Stored items
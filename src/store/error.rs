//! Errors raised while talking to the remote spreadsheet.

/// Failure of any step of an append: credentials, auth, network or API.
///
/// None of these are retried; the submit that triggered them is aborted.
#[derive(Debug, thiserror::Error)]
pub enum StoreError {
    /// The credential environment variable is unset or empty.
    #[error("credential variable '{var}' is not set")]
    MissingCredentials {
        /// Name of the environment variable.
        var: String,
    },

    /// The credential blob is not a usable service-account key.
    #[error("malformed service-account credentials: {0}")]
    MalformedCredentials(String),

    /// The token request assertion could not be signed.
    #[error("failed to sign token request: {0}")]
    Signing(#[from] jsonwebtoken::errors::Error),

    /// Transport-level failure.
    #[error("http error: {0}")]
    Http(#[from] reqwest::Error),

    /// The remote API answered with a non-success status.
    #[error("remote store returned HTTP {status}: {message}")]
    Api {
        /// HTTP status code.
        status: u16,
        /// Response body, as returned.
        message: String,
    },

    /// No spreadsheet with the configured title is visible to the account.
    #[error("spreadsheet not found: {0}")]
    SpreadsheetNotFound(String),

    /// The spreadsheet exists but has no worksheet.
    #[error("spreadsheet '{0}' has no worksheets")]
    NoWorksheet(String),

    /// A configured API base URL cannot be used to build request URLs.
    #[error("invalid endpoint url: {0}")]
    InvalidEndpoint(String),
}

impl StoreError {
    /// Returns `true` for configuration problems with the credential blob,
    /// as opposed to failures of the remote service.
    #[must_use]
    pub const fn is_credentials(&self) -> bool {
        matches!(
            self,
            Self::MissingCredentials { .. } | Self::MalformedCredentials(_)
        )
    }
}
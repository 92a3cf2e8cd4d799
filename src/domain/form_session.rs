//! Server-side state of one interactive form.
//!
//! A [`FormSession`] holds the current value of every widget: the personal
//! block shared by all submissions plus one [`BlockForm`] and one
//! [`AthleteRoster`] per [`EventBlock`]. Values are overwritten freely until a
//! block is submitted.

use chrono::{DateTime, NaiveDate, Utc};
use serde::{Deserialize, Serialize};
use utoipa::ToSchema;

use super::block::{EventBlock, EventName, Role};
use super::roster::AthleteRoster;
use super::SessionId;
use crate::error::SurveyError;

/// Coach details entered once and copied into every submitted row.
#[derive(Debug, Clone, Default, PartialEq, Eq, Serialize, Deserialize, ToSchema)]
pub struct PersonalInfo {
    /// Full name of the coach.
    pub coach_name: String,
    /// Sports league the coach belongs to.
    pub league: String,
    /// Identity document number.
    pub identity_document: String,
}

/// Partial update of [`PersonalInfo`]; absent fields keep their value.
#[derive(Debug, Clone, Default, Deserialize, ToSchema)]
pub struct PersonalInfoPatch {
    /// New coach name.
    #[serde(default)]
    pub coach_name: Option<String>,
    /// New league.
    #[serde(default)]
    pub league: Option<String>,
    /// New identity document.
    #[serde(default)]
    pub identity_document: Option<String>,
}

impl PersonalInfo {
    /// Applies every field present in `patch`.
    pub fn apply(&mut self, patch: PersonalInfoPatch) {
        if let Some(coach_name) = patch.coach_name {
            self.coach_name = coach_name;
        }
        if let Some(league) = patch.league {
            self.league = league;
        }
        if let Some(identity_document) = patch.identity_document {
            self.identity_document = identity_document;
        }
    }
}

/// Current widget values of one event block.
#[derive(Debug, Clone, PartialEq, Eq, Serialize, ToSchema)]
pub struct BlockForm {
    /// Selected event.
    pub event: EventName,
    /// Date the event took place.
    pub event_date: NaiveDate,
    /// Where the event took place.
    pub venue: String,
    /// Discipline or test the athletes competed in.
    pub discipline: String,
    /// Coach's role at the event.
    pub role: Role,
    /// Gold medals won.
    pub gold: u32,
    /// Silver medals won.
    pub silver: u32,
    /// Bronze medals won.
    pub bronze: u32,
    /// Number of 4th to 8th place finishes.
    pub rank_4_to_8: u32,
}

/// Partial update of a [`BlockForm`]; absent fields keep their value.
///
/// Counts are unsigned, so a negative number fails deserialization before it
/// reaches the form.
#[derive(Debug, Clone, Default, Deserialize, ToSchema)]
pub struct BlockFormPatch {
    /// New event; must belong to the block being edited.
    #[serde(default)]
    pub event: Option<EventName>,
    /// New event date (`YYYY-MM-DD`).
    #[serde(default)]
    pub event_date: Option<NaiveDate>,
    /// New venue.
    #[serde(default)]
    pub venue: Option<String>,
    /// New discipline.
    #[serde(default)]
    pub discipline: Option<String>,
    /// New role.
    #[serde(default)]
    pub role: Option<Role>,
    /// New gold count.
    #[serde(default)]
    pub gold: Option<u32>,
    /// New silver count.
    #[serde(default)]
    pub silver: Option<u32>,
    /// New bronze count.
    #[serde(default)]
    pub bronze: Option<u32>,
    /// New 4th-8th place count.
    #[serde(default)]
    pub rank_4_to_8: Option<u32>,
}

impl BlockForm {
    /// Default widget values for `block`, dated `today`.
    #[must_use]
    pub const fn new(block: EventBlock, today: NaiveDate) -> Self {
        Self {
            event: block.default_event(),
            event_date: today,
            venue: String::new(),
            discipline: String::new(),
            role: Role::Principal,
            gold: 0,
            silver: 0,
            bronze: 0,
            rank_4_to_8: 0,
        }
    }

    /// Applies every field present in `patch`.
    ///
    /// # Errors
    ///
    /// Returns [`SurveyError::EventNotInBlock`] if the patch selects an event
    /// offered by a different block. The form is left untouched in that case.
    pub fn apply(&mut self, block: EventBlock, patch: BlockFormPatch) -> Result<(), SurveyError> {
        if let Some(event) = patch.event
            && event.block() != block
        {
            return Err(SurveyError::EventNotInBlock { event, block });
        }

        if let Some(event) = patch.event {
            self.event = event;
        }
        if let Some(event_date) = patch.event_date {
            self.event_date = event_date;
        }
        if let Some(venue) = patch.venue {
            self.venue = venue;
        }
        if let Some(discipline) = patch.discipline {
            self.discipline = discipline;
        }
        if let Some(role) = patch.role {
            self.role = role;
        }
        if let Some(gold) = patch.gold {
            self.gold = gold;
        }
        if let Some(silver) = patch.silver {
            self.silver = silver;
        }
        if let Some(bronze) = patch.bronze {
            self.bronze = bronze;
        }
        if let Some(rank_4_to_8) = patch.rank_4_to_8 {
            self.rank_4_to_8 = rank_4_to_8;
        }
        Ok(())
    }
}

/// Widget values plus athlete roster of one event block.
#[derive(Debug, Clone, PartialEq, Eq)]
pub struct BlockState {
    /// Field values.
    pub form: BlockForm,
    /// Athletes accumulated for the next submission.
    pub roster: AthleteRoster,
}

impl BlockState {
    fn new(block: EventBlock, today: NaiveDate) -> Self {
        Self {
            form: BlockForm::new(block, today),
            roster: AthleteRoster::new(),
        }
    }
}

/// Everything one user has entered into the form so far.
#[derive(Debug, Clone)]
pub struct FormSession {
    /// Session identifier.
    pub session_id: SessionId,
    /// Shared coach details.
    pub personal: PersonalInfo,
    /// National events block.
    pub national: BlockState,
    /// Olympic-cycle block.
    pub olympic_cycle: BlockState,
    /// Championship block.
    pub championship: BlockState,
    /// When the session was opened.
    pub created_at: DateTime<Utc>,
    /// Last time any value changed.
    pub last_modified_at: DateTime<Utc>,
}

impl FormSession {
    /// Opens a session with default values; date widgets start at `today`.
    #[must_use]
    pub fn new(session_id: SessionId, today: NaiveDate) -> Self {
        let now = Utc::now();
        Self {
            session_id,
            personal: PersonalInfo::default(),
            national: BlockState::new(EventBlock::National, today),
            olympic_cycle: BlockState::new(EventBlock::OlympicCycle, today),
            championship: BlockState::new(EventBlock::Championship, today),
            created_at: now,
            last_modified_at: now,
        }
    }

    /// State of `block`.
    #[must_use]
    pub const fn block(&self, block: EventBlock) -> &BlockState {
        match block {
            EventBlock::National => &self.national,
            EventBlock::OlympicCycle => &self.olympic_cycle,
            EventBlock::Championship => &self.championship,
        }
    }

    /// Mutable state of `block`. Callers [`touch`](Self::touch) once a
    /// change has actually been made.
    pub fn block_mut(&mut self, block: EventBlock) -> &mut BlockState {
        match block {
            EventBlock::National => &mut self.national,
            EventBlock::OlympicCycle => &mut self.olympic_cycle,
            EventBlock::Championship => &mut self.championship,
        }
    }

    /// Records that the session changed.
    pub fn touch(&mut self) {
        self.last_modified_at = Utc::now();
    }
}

• _Directions for this task_:
Given the data above, which lines hold the string "blob"? Return them.

• _Answer for the task_:
    /// The credential blob is not a usable service-account key.
    /// Returns `true` for configuration problems with the credential blob,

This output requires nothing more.